MATERIAL FOR THIS EXERCISE section start

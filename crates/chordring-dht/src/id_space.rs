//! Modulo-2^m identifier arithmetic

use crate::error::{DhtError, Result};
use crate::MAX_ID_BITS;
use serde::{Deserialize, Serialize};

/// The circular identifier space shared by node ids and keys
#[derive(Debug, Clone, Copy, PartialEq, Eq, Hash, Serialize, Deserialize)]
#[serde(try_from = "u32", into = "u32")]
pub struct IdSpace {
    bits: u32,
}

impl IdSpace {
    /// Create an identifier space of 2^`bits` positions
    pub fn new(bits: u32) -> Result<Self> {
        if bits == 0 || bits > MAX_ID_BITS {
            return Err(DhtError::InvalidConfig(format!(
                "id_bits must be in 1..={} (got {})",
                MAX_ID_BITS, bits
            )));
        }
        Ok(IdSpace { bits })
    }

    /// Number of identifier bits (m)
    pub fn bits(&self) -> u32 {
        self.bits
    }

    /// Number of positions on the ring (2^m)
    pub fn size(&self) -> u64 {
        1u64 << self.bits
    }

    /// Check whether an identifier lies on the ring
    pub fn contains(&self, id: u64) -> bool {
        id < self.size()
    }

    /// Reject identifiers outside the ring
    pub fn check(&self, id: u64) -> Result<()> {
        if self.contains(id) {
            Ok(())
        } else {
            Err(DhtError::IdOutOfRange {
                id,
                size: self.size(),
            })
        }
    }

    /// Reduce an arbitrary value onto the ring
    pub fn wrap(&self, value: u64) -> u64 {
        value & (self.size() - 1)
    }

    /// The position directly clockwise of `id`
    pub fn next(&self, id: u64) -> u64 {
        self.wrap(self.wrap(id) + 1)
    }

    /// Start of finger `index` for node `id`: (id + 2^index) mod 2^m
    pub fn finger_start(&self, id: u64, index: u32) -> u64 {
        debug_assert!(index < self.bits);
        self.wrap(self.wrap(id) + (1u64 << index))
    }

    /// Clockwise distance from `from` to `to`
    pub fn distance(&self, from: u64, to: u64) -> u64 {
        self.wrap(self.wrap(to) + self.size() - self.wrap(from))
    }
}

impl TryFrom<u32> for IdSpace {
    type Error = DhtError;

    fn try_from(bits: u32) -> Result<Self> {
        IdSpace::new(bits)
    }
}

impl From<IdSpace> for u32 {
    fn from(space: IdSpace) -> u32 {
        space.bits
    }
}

MATERIAL FOR THIS EXERCISE section end

* _ACTIVITY_: The material is to be written out again in full, with no word altered.

* _OUTPUT OF THE EXERCISE_:
filename crates/chordring-dht/src/id_space.rs
//! Modulo-2^m identifier arithmetic

use crate::error::{DhtError, Result};
use crate::MAX_ID_BITS;
use serde::{Deserialize, Serialize};

/// The circular identifier space shared by node ids and keys
#[derive(Debug, Clone, Copy, PartialEq, Eq, Hash, Serialize, Deserialize)]
#[serde(try_from = "u32", into = "u32")]
pub struct IdSpace {
    bits: u32,
}

impl IdSpace {
    /// Create an identifier space of 2^`bits` positions
    pub fn new(bits: u32) -> Result<Self> {
        if bits == 0 || bits > MAX_ID_BITS {
            return Err(DhtError::InvalidConfig(format!(
                "id_bits must be in 1..={} (got {})",
                MAX_ID_BITS, bits
            )));
        }
        Ok(IdSpace { bits })
    }

    /// Number of identifier bits (m)
    pub fn bits(&self) -> u32 {
        self.bits
    }

    /// Number of positions on the ring (2^m)
    pub fn size(&self) -> u64 {
        1u64 << self.bits
    }

    /// Check whether an identifier lies on the ring
    pub fn contains(&self, id: u64) -> bool {
        id < self.size()
    }

    /// Reject identifiers outside the ring
    pub fn check(&self, id: u64) -> Result<()> {
        if self.contains(id) {
            Ok(())
        } else {
            Err(DhtError::IdOutOfRange {
                id,
                size: self.size(),
            })
        }
    }

    /// Reduce an arbitrary value onto the ring
    pub fn wrap(&self, value: u64) -> u64 {
        value & (self.size() - 1)
    }

    /// The position directly clockwise of `id`
    pub fn next(&self, id: u64) -> u64 {
        self.wrap(self.wrap(id) + 1)
    }

    /// Start of finger `index` for node `id`: (id + 2^index) mod 2^m
    pub fn finger_start(&self, id: u64, index: u32) -> u64 {
        debug_assert!(index < self.bits);
        self.wrap(self.wrap(id) + (1u64 << index))
    }

    /// Clockwise distance from `from` to `to`
    pub fn distance(&self, from: u64, to: u64) -> u64 {
        self.wrap(self.wrap(to) + self.size() - self.wrap(from))
    }
}

impl TryFrom<u32> for IdSpace {
    type Error = DhtError;

    fn try_from(bits: u32) -> Result<Self> {
        IdSpace::new(bits)
    }
}

impl From<IdSpace> for u32 {
    fn from(space: IdSpace) -> u32 {
        space.bits
    }
}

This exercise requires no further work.